» **Your objective**: Show every line below where "breaks" appears.

» **Data extract**:
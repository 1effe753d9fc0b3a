//! Plain-text rendering of model output.
//!
//! SYSTEM CONTEXT
//! ==============
//! The analysis endpoint answers with lightweight markdown. The result panel
//! and the PDF report both show the stripped form produced here, so the two
//! never diverge.
//!
//! DESIGN
//! ======
//! Parsing goes through `pulldown-cmark` and only text-bearing events are
//! kept. Block structure is re-emitted as plain line breaks, bullets as
//! `- ` and ordered items with their number, which parse back to the same
//! output.
//!
//! One pass can still surface markup: escapes (`\*x\*`), code spans
//! (`` `__init__` ``) and entities (`&lt;b&gt;`) come out as literal markers.
//! Passes repeat until the text stops changing, so the result is a fixed
//! point and stripping it again is a no-op.

#[cfg(test)]
#[path = "markdown_test.rs"]
mod markdown_test;

use pulldown_cmark::{Event, Options, Parser, Tag, TagEnd};

/// Upper bound on stripping passes. Each extra pass peels one level of
/// escaping or entity encoding; real model output settles in two.
const MAX_PASSES: usize = 32;

/// Strip bold/italic/heading/code/link markup, keeping the readable text.
#[must_use]
pub fn strip_markdown(markdown: &str) -> String {
    let mut current = strip_pass(markdown);
    for _ in 1..MAX_PASSES {
        let next = strip_pass(&current);
        if next == current {
            break;
        }
        current = next;
    }
    current
}

fn strip_pass(markdown: &str) -> String {
    let mut options = Options::empty();
    options.insert(Options::ENABLE_STRIKETHROUGH);

    let mut out = PlainWriter::default();
    let mut lists: Vec<Option<u64>> = Vec::new();
    let mut in_code_block = false;

    for event in Parser::new_ext(markdown, options) {
        match event {
            // Adjacent and nested lists share plain line breaks; a following
            // paragraph still opens its own block.
            Event::Start(Tag::List(start)) => {
                out.line_break();
                lists.push(start);
            }
            Event::End(TagEnd::List(_)) => {
                lists.pop();
                out.line_break();
            }
            Event::Start(Tag::Item) => {
                out.line_break();
                let marker = match lists.last_mut() {
                    Some(Some(n)) => {
                        let marker = format!("{n}. ");
                        *n += 1;
                        marker
                    }
                    _ => "- ".to_owned(),
                };
                out.push(&marker);
            }
            Event::Start(Tag::CodeBlock(_)) => {
                in_code_block = true;
                if lists.is_empty() {
                    out.block_break();
                }
            }
            Event::End(TagEnd::CodeBlock) => {
                in_code_block = false;
                if lists.is_empty() {
                    out.block_break();
                }
            }
            Event::Start(Tag::Paragraph | Tag::Heading { .. }) | Event::End(TagEnd::Paragraph | TagEnd::Heading(_)) => {
                if lists.is_empty() {
                    out.block_break();
                }
            }
            Event::Text(text) if in_code_block => out.push_lines(&text),
            Event::Text(text) | Event::Code(text) => out.push(&text),
            Event::SoftBreak | Event::HardBreak => out.line_break(),
            Event::Rule => out.block_break(),
            _ => {}
        }
    }

    out.finish()
}

/// Accumulates text while collapsing requested breaks into at most one blank line.
#[derive(Default)]
struct PlainWriter {
    buf: String,
    pending_newlines: usize,
}

impl PlainWriter {
    fn push(&mut self, text: &str) {
        if text.is_empty() {
            return;
        }
        if !self.buf.is_empty() {
            for _ in 0..self.pending_newlines {
                self.buf.push('\n');
            }
        }
        self.pending_newlines = 0;
        self.buf.push_str(text);
    }

    /// Push verbatim text whose lines end in `\n`, as code blocks deliver it.
    fn push_lines(&mut self, text: &str) {
        for line in text.split_inclusive('\n') {
            match line.strip_suffix('\n') {
                Some(line) => {
                    self.push(line);
                    self.line_break();
                }
                None => self.push(line),
            }
        }
    }

    fn line_break(&mut self) {
        self.pending_newlines = self.pending_newlines.max(1);
    }

    fn block_break(&mut self) {
        self.pending_newlines = 2;
    }

    fn finish(self) -> String {
        self.buf.trim_end().to_owned()
    }
}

» **Answer for this exercise**:
//! kept. Block structure is re-emitted as plain line breaks, bullets as
            // Adjacent and nested lists share plain line breaks; a following
/// Accumulates text while collapsing requested breaks into at most one blank line.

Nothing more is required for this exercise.